**PROBLEM DETAILS**
Output the lines below exactly, please, from the first line until the line with "#[derive(Debug, Clone, Copy, PartialEq)]", counting both.

**INPUT**
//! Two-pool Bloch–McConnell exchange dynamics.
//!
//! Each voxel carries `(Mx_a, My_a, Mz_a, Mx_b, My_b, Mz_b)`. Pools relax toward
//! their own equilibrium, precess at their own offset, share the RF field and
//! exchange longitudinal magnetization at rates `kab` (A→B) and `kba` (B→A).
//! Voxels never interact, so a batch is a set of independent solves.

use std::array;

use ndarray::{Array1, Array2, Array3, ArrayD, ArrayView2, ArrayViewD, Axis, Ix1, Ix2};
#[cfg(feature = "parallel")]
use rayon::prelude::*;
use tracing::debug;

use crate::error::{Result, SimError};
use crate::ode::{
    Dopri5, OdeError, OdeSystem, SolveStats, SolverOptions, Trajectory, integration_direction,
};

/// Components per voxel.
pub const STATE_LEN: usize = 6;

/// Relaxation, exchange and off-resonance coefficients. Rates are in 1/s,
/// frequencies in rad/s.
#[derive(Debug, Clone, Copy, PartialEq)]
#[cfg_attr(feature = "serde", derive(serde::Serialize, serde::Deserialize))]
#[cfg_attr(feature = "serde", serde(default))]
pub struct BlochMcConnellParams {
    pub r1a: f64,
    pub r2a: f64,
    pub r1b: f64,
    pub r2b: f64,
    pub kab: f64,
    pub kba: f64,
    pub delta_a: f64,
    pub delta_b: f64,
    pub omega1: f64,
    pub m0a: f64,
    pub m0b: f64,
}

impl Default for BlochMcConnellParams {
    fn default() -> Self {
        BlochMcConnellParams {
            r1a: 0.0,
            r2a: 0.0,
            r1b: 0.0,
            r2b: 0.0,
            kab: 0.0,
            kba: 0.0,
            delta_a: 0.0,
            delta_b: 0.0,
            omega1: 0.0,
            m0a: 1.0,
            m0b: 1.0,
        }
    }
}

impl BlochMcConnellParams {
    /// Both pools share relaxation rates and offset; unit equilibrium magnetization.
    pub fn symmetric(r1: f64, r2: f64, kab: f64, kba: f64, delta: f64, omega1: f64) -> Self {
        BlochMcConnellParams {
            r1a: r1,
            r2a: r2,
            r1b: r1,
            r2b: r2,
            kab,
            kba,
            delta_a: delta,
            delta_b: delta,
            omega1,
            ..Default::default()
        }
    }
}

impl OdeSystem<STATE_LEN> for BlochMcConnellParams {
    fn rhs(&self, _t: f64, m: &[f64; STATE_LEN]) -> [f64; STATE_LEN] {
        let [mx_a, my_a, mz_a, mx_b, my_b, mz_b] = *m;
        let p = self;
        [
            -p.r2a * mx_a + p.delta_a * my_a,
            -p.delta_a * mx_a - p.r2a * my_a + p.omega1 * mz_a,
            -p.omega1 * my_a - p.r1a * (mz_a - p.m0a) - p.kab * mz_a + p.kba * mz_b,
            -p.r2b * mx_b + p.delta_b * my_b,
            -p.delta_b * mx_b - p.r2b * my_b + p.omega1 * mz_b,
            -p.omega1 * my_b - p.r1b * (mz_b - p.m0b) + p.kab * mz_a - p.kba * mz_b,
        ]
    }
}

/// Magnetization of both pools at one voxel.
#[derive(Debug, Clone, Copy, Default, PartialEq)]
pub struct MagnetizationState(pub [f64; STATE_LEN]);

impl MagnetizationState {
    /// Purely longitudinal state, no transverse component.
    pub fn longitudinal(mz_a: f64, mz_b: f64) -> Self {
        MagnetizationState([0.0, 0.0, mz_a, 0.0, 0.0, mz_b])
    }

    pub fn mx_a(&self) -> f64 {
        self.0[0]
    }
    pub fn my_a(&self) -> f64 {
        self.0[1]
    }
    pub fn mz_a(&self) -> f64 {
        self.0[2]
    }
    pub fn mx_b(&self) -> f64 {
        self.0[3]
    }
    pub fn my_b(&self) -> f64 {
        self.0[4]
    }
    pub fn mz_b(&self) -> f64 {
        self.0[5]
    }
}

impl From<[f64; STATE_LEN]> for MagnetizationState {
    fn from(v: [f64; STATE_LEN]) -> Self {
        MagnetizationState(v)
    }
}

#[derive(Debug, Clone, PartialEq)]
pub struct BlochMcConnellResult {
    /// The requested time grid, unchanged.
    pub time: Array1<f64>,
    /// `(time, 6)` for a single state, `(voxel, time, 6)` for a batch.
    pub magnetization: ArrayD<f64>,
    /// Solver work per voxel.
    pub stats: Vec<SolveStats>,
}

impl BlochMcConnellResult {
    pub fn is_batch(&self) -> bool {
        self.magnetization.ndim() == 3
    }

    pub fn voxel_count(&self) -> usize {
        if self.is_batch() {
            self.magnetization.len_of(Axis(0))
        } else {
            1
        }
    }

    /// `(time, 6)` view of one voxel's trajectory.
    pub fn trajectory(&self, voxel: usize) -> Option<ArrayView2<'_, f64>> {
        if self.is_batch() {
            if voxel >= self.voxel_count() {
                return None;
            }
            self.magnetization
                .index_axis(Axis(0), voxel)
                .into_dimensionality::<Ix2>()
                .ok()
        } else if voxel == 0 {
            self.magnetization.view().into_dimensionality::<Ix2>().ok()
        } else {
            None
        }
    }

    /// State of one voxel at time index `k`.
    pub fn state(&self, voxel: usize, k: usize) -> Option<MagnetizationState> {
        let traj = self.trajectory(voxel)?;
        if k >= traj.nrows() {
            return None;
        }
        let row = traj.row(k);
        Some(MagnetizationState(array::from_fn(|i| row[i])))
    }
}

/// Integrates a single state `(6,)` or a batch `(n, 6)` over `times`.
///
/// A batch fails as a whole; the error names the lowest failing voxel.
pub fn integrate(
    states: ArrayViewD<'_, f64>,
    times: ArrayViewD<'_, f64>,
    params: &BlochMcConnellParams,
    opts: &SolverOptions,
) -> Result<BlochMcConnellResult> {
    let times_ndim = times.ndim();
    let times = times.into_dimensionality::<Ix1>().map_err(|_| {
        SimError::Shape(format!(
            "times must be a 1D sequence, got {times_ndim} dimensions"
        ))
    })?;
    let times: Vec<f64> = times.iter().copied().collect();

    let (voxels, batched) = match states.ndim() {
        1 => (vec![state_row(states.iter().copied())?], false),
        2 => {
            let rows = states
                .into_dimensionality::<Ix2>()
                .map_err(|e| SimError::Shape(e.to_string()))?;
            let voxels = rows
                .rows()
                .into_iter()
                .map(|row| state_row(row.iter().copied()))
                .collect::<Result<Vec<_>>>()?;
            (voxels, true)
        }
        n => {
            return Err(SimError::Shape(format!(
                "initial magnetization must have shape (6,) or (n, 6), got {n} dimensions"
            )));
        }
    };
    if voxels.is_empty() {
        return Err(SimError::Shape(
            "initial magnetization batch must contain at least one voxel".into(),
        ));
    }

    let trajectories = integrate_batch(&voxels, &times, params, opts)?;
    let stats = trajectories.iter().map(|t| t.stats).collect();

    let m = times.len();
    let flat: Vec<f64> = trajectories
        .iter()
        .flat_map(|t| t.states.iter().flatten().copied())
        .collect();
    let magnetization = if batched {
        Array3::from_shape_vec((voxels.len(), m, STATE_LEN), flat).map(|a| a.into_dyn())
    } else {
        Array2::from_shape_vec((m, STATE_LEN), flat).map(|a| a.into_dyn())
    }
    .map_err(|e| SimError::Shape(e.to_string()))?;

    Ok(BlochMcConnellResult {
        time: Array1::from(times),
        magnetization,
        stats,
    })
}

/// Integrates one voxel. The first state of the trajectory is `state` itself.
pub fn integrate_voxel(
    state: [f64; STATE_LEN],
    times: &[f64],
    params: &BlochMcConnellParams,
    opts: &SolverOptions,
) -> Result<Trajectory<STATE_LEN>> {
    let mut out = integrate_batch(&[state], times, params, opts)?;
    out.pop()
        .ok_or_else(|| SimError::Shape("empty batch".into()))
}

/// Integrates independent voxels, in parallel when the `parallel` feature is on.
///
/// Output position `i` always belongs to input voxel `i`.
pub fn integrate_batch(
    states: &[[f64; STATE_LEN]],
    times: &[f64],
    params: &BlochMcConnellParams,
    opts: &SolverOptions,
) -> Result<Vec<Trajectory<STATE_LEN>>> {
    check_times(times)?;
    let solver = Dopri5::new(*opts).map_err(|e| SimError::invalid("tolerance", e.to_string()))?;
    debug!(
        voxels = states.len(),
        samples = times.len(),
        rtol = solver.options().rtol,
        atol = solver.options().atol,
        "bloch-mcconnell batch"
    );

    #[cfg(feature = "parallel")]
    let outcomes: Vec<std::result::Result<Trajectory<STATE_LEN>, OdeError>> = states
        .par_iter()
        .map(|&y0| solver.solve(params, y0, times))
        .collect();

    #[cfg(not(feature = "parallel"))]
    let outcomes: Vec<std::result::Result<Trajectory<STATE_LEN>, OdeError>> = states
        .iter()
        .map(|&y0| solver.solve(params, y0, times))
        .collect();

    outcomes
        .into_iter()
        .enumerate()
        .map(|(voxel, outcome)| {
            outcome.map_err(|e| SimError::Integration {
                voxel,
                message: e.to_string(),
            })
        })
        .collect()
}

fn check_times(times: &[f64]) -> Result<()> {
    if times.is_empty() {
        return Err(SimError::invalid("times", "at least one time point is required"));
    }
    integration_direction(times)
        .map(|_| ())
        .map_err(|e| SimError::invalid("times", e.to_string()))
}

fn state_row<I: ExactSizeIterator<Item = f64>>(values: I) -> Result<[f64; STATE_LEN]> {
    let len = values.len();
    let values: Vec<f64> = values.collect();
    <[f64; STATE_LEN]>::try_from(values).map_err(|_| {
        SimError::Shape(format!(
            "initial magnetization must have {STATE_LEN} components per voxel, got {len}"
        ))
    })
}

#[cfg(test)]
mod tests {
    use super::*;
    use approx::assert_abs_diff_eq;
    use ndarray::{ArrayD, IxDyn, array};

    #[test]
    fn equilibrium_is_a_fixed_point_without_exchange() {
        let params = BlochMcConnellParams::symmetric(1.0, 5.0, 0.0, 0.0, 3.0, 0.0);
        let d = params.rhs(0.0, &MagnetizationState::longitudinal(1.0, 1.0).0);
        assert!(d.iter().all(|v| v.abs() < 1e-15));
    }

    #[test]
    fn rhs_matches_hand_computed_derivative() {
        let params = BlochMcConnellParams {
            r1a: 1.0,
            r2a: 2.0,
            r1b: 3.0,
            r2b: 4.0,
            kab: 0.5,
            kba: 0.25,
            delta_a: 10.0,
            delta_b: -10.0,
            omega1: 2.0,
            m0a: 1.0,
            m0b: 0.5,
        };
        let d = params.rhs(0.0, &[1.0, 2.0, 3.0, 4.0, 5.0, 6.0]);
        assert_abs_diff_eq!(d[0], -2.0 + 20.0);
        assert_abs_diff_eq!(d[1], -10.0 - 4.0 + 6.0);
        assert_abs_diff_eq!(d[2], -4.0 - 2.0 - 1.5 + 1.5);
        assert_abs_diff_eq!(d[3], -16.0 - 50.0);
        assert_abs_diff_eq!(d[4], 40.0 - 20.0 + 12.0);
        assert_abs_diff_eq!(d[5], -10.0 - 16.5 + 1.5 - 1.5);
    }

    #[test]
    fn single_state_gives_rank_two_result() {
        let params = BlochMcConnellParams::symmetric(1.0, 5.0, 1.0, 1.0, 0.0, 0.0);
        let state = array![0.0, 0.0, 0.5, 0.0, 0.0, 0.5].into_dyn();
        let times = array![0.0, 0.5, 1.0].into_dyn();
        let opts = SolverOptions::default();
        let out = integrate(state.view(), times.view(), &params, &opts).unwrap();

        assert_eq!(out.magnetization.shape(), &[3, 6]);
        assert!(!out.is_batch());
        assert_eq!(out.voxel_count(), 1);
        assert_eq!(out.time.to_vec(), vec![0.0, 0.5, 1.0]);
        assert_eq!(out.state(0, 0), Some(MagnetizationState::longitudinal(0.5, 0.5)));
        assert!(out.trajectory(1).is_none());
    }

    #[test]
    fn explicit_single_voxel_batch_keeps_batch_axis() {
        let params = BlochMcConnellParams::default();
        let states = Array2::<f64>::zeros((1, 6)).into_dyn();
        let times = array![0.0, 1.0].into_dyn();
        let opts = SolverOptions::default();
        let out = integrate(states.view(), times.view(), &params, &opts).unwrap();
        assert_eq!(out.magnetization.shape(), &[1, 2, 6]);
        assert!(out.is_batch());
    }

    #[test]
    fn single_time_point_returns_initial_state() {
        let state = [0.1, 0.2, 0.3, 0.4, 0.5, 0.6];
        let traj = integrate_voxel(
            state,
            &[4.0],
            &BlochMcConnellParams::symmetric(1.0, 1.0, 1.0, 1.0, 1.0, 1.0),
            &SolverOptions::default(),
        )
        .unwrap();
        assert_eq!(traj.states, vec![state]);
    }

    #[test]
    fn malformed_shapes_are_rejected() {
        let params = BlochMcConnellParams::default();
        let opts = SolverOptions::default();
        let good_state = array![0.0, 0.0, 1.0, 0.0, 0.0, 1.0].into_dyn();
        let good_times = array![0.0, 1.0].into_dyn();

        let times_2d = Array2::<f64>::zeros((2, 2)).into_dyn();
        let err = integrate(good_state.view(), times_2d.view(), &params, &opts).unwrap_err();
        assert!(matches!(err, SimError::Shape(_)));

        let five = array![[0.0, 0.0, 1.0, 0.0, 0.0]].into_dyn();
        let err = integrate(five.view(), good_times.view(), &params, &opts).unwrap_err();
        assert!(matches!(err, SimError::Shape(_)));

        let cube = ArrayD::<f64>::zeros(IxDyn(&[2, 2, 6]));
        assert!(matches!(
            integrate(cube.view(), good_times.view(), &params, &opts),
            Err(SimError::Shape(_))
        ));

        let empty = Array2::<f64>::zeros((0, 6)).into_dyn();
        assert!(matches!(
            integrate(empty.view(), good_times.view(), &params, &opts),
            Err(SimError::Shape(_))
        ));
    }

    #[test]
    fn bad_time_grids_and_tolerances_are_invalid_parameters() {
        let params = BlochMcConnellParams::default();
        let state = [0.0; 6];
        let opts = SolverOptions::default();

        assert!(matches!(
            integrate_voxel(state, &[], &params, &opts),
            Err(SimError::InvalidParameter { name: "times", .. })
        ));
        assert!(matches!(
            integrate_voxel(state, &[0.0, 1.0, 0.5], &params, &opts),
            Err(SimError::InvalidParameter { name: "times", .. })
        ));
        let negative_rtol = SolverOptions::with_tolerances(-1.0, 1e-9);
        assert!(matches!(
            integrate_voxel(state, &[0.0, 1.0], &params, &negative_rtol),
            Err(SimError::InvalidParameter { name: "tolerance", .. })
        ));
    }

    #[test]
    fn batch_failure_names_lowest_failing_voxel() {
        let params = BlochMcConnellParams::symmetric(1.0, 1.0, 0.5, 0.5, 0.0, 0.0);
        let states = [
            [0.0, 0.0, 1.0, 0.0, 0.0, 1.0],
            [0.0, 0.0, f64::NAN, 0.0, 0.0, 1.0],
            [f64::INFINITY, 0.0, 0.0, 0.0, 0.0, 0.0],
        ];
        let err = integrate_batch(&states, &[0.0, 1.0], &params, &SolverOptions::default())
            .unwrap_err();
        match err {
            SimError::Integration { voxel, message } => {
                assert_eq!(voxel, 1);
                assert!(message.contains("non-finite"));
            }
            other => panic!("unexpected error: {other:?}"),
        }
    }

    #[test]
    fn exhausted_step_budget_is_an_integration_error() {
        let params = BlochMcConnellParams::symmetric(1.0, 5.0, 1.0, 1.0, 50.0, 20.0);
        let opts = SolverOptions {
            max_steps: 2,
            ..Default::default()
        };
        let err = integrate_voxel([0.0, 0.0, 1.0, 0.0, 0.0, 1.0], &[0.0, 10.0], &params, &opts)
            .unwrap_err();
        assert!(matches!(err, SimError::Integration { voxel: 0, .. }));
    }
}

**WRITTEN SOLUTION**
//! Two-pool Bloch–McConnell exchange dynamics.
//!
//! Each voxel carries `(Mx_a, My_a, Mz_a, Mx_b, My_b, Mz_b)`. Pools relax toward
//! their own equilibrium, precess at their own offset, share the RF field and
//! exchange longitudinal magnetization at rates `kab` (A→B) and `kba` (B→A).
//! Voxels never interact, so a batch is a set of independent solves.

use std::array;

use ndarray::{Array1, Array2, Array3, ArrayD, ArrayView2, ArrayViewD, Axis, Ix1, Ix2};
#[cfg(feature = "parallel")]
use rayon::prelude::*;
use tracing::debug;

use crate::error::{Result, SimError};
use crate::ode::{
    Dopri5, OdeError, OdeSystem, SolveStats, SolverOptions, Trajectory, integration_direction,
};

/// Components per voxel.
pub const STATE_LEN: usize = 6;

/// Relaxation, exchange and off-resonance coefficients. Rates are in 1/s,
/// frequencies in rad/s.
#[derive(Debug, Clone, Copy, PartialEq)]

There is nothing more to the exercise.